In 1996 the school, using settlement proceeds from a lawsuit against the seat manufacturer and a new state appropriation, replaced the lower section with a permanent seating section and repaired the floor, mostly ending the arena's use for anything except basketball and volleyball, except a small annual charity tennis tournament. This reduced the seating capacity to its current level. With the decline in the men's basketball program, many years passed since the final reconfiguration of the facility without a capacity crowd seen in Henderson Center. On February 11, 2006, the Center was finally filled when the men's basketball team faced number 3-ranked University of Memphis. The women's basketball program has held "Jam The Cam" events resulting in attendance records for women's basketball in the Mid-American Conference (Marshall has since become a member of Conference USA and most recently the Sun Belt Conference and an occasional copycat event with one of the other lower-profile sports at Marshall, such as volleyball or swimming/diving.
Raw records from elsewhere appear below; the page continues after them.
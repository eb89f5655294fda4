//! API server configuration.
//!
//! Configuration is loaded from environment variables with fallback to defaults.

use std::env;
use std::net::SocketAddr;
use std::path::PathBuf;

/// Default request body limit for uploads (10 MiB).
pub const DEFAULT_MAX_UPLOAD_BYTES: usize = 10 * 1024 * 1024;

/// API server configuration.
#[derive(Debug, Clone)]
pub struct ApiConfig {
    /// HTTP listen port
    pub http_port: u16,

    /// Interface to bind
    pub bind_addr: String,

    /// SQLite database file
    pub db_path: PathBuf,

    /// Directory uploaded images are written to
    pub upload_dir: PathBuf,

    /// URL prefix uploaded images are served under, e.g. `/uploads`
    pub public_upload_prefix: String,

    /// Max request body size in bytes
    pub max_upload_bytes: usize,
}

impl ApiConfig {
    /// Load configuration from environment variables.
    ///
    /// `MTC_HTTP_PORT` wins over `PORT`, which hosting platforms set.
    pub fn load() -> Result<Self, ConfigError> {
        Self::from_lookup(|key| env::var(key).ok())
    }

    /// Builds the config from any key lookup.
    fn from_lookup(lookup: impl Fn(&str) -> Option<String>) -> Result<Self, ConfigError> {
        let config = ApiConfig {
            http_port: lookup("MTC_HTTP_PORT")
                .or_else(|| lookup("PORT"))
                .unwrap_or_else(|| "8080".to_string())
                .parse()
                .map_err(|_| ConfigError::InvalidValue("MTC_HTTP_PORT".to_string()))?,

            bind_addr: lookup("MTC_BIND_ADDR").unwrap_or_else(|| "0.0.0.0".to_string()),

            db_path: lookup("MTC_DB_PATH")
                .unwrap_or_else(|| "./data/mtc.db".to_string())
                .into(),

            upload_dir: lookup("MTC_UPLOAD_DIR")
                .unwrap_or_else(|| "./data/uploads".to_string())
                .into(),

            public_upload_prefix: lookup("MTC_PUBLIC_UPLOAD_PREFIX")
                .unwrap_or_else(|| "/uploads".to_string())
                .trim_end_matches('/')
                .to_string(),

            max_upload_bytes: match lookup("MTC_MAX_UPLOAD_BYTES") {
                Some(raw) => raw
                    .parse()
                    .map_err(|_| ConfigError::InvalidValue("MTC_MAX_UPLOAD_BYTES".to_string()))?,
                None => DEFAULT_MAX_UPLOAD_BYTES,
            },
        };

        // Mounted with nest_service, which rejects "" and "/".
        if !config.public_upload_prefix.starts_with('/') || config.public_upload_prefix.len() < 2 {
            return Err(ConfigError::InvalidValue(
                "MTC_PUBLIC_UPLOAD_PREFIX".to_string(),
            ));
        }

        if config.max_upload_bytes == 0 {
            return Err(ConfigError::InvalidValue("MTC_MAX_UPLOAD_BYTES".to_string()));
        }

        Ok(config)
    }

    /// Socket address to listen on.
    pub fn socket_addr(&self) -> Result<SocketAddr, ConfigError> {
        format!("{}:{}", self.bind_addr, self.http_port)
            .parse()
            .map_err(|_| ConfigError::InvalidValue("MTC_BIND_ADDR".to_string()))
    }

    /// Config for tests: everything local, uploads under `upload_dir`.
    pub fn for_tests(upload_dir: impl Into<PathBuf>) -> Self {
        ApiConfig {
            http_port: 0,
            bind_addr: "127.0.0.1".to_string(),
            db_path: PathBuf::from(":memory:"),
            upload_dir: upload_dir.into(),
            public_upload_prefix: "/uploads".to_string(),
            max_upload_bytes: DEFAULT_MAX_UPLOAD_BYTES,
        }
    }
}

/// Configuration error types.
#[derive(Debug, thiserror::Error)]
pub enum ConfigError {
    #[error("Invalid value for {0}")]
    InvalidValue(String),
}

#[cfg(test)]
mod tests {
    use super::*;
    use std::collections::HashMap;

    fn load(vars: &[(&str, &str)]) -> Result<ApiConfig, ConfigError> {
        let vars: HashMap<String, String> = vars
            .iter()
            .map(|(k, v)| (k.to_string(), v.to_string()))
            .collect();
        ApiConfig::from_lookup(|key| vars.get(key).cloned())
    }

    #[test]
    fn test_defaults() {
        let config = load(&[]).unwrap();
        assert_eq!(config.http_port, 8080);
        assert_eq!(config.bind_addr, "0.0.0.0");
        assert_eq!(config.db_path, PathBuf::from("./data/mtc.db"));
        assert_eq!(config.public_upload_prefix, "/uploads");
        assert_eq!(config.max_upload_bytes, DEFAULT_MAX_UPLOAD_BYTES);
        assert_eq!(config.socket_addr().unwrap().port(), 8080);
    }

    #[test]
    fn test_port_precedence() {
        assert_eq!(load(&[("PORT", "9000")]).unwrap().http_port, 9000);
        assert_eq!(
            load(&[("PORT", "9000"), ("MTC_HTTP_PORT", "7000")])
                .unwrap()
                .http_port,
            7000
        );
    }

    #[test]
    fn test_invalid_values() {
        assert!(matches!(
            load(&[("MTC_HTTP_PORT", "eighty")]),
            Err(ConfigError::InvalidValue(key)) if key == "MTC_HTTP_PORT"
        ));
        assert!(load(&[("MTC_MAX_UPLOAD_BYTES", "-1")]).is_err());
        assert!(load(&[("MTC_MAX_UPLOAD_BYTES", "0")]).is_err());
        assert!(load(&[("MTC_PUBLIC_UPLOAD_PREFIX", "/")]).is_err());
        assert!(load(&[("MTC_PUBLIC_UPLOAD_PREFIX", "uploads")]).is_err());
    }

    #[test]
    fn test_upload_prefix_trailing_slash() {
        let config = load(&[("MTC_PUBLIC_UPLOAD_PREFIX", "/media/")]).unwrap();
        assert_eq!(config.public_upload_prefix, "/media");
    }

    #[test]
    fn test_bad_bind_addr() {
        let config = load(&[("MTC_BIND_ADDR", "not an ip")]).unwrap();
        assert!(config.socket_addr().is_err());
    }
}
The building was merged into the existing Gullickson Hall and contains athletic department offices and a competitive pool for swimming in addition to the arena.

In 2011, the University proposed a deal with the local park board to take over and remove the Veterans Memorial Fieldhouse, which would be the site of a new soccer facility. The remaining basketball events at the fieldhouse, which are games of the city's two private high schools and regional rounds of the state basketball tournament, would move to the Henderson Center.

==Events==
The West Virginia Secondary School Activities Commission state cheerleading championships were held at Cam Henderson Center in 2019, 2021 (spring & fall), 2022 and 2023.